------ Given data

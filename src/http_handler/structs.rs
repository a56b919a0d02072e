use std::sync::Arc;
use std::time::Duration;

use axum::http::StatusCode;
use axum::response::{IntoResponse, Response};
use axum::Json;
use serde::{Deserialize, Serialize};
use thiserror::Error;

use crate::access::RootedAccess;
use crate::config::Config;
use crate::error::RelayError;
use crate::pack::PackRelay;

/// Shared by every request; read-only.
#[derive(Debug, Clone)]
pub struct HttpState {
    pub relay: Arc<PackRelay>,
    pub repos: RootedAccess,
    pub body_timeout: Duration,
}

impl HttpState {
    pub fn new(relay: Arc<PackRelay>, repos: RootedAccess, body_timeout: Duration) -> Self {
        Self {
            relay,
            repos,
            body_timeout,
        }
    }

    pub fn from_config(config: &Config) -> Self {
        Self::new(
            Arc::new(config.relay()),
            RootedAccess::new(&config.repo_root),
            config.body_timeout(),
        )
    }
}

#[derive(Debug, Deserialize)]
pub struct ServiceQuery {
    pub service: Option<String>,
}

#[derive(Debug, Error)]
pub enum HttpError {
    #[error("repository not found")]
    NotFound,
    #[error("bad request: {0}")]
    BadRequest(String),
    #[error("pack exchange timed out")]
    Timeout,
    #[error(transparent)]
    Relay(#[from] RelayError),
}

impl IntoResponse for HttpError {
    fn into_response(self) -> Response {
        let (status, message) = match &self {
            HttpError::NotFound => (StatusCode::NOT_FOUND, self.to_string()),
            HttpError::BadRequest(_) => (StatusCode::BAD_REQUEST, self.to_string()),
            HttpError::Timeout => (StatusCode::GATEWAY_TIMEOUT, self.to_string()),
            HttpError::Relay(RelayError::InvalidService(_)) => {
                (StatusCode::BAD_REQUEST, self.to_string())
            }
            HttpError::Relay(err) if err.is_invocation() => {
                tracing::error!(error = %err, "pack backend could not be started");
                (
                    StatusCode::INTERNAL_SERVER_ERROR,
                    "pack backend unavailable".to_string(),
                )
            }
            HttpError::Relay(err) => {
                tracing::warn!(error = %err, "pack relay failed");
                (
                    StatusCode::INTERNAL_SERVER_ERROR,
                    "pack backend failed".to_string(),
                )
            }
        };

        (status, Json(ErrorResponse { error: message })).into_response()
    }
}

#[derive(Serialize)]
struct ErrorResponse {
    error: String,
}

------------
------ Given data

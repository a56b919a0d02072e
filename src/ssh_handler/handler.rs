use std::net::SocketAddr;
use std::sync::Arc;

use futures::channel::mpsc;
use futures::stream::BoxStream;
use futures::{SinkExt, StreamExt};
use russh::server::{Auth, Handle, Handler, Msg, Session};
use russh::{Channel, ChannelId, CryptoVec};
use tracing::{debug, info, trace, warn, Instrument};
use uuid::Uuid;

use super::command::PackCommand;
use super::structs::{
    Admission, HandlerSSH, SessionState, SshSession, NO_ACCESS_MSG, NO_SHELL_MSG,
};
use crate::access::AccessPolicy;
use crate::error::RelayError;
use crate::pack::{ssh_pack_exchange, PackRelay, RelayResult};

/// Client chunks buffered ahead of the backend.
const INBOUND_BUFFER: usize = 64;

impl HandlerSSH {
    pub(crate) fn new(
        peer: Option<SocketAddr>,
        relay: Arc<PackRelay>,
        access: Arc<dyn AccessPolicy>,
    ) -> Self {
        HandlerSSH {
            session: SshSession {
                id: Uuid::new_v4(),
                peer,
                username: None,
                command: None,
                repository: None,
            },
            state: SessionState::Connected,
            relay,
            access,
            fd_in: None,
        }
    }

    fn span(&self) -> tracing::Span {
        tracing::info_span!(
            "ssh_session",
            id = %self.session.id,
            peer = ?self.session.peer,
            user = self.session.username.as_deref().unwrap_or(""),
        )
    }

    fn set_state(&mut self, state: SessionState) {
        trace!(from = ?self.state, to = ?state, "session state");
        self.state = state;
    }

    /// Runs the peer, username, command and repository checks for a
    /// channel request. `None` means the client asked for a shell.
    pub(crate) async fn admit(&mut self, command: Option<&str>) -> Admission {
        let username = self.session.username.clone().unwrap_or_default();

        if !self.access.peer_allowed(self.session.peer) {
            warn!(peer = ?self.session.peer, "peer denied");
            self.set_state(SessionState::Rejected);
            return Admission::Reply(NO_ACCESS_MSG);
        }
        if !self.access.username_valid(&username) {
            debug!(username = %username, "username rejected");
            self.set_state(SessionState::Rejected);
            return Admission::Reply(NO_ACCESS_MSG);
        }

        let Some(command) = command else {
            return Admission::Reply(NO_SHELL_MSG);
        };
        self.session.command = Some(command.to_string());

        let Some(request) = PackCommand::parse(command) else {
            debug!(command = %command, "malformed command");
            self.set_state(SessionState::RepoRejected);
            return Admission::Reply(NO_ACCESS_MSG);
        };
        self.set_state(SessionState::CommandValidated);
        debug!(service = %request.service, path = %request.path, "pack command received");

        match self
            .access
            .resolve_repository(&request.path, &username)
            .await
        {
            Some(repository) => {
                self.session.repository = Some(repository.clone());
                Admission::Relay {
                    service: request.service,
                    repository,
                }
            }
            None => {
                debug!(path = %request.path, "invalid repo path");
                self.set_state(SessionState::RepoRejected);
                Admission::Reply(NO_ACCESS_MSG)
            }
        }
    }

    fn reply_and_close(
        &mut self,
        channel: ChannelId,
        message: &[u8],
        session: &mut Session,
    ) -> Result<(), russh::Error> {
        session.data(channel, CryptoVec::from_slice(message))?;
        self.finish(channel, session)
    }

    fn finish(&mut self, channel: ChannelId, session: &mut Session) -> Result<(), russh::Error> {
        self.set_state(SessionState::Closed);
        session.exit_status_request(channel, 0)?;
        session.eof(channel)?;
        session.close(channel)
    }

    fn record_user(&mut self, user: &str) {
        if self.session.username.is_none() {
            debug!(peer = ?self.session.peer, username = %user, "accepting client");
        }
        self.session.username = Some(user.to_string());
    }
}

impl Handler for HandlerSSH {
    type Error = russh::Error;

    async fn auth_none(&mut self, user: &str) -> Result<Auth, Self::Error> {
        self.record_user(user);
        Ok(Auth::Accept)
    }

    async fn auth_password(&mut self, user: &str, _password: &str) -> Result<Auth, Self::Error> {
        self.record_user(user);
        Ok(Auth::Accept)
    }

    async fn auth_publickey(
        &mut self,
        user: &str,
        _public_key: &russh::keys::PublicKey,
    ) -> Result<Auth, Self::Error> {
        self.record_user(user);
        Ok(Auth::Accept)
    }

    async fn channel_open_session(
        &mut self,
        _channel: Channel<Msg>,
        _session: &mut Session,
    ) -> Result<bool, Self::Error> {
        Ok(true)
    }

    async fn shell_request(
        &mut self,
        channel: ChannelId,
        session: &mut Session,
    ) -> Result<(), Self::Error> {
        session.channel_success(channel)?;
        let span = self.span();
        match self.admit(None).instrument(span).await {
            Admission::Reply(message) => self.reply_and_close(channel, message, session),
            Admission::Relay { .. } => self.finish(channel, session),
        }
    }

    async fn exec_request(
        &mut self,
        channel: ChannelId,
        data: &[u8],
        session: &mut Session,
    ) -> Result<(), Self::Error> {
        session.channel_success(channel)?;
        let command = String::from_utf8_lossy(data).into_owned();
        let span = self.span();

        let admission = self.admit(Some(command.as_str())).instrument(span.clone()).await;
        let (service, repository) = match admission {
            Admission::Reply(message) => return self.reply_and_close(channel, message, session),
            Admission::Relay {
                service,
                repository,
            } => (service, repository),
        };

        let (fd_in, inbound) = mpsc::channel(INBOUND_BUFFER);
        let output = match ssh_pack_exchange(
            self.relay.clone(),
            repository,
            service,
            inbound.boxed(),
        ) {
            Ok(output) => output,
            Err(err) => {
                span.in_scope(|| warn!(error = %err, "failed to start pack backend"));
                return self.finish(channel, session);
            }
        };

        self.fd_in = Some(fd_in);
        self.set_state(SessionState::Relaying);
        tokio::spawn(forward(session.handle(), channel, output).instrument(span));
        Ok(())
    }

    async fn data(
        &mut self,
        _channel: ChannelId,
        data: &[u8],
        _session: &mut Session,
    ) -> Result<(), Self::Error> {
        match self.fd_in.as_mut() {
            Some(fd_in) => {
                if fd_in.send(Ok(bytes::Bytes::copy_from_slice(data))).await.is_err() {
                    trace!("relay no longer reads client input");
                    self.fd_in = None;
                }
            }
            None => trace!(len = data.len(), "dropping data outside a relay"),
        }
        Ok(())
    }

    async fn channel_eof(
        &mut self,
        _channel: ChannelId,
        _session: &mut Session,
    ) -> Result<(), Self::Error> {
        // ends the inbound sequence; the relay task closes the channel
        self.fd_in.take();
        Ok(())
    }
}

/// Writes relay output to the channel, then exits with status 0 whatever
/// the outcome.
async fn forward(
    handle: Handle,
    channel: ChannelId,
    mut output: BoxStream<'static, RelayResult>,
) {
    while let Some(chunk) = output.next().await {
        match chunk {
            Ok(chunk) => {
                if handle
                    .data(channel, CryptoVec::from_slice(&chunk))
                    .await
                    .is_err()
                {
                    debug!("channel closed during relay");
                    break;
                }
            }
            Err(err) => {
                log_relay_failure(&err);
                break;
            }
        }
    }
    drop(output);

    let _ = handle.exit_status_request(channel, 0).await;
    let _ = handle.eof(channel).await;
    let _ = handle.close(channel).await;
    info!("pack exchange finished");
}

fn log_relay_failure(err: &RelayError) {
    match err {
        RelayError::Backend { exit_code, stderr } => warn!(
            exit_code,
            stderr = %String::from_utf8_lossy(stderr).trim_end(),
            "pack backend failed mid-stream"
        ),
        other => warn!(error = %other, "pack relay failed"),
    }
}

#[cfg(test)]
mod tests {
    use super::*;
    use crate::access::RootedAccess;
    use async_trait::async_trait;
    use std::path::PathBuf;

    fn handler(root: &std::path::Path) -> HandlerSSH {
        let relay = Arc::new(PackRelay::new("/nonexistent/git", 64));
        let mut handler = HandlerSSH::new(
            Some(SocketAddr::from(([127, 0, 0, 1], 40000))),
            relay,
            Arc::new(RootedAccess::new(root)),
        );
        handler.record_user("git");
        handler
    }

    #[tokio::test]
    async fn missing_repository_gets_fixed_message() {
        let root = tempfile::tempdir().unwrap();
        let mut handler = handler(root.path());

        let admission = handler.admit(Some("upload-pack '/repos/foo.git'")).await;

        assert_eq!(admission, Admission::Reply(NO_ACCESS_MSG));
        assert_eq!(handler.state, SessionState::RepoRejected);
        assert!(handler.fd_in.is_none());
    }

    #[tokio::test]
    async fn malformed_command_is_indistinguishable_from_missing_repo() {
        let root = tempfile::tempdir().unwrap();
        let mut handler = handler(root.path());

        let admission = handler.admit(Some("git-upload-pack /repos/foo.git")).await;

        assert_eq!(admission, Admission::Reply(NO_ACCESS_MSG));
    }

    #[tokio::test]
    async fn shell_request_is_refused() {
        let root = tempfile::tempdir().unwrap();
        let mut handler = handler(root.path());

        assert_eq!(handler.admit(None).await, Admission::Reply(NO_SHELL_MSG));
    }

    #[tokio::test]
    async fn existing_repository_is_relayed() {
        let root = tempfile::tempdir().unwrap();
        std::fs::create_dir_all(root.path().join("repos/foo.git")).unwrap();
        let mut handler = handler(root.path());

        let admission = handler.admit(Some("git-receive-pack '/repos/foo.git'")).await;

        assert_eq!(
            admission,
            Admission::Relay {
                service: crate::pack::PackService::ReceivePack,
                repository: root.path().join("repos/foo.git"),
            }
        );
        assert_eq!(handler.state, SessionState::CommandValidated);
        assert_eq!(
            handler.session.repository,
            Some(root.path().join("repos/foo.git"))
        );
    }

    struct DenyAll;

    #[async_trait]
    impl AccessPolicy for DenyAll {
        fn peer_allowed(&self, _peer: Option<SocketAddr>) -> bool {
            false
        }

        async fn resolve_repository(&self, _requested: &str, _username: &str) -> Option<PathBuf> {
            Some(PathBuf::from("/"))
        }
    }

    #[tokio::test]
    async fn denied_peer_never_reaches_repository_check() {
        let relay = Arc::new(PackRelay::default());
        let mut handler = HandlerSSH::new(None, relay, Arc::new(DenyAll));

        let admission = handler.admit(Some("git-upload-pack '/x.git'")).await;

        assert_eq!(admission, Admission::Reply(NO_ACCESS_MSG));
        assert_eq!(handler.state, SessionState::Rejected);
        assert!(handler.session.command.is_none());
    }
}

------------

= What you will do =
Going through the entries above, show each line that contains "impl".

= Answer for this exercise =
impl HttpState {
impl IntoResponse for HttpError {
impl HandlerSSH {
impl Handler for HandlerSSH {
    impl AccessPolicy for DenyAll {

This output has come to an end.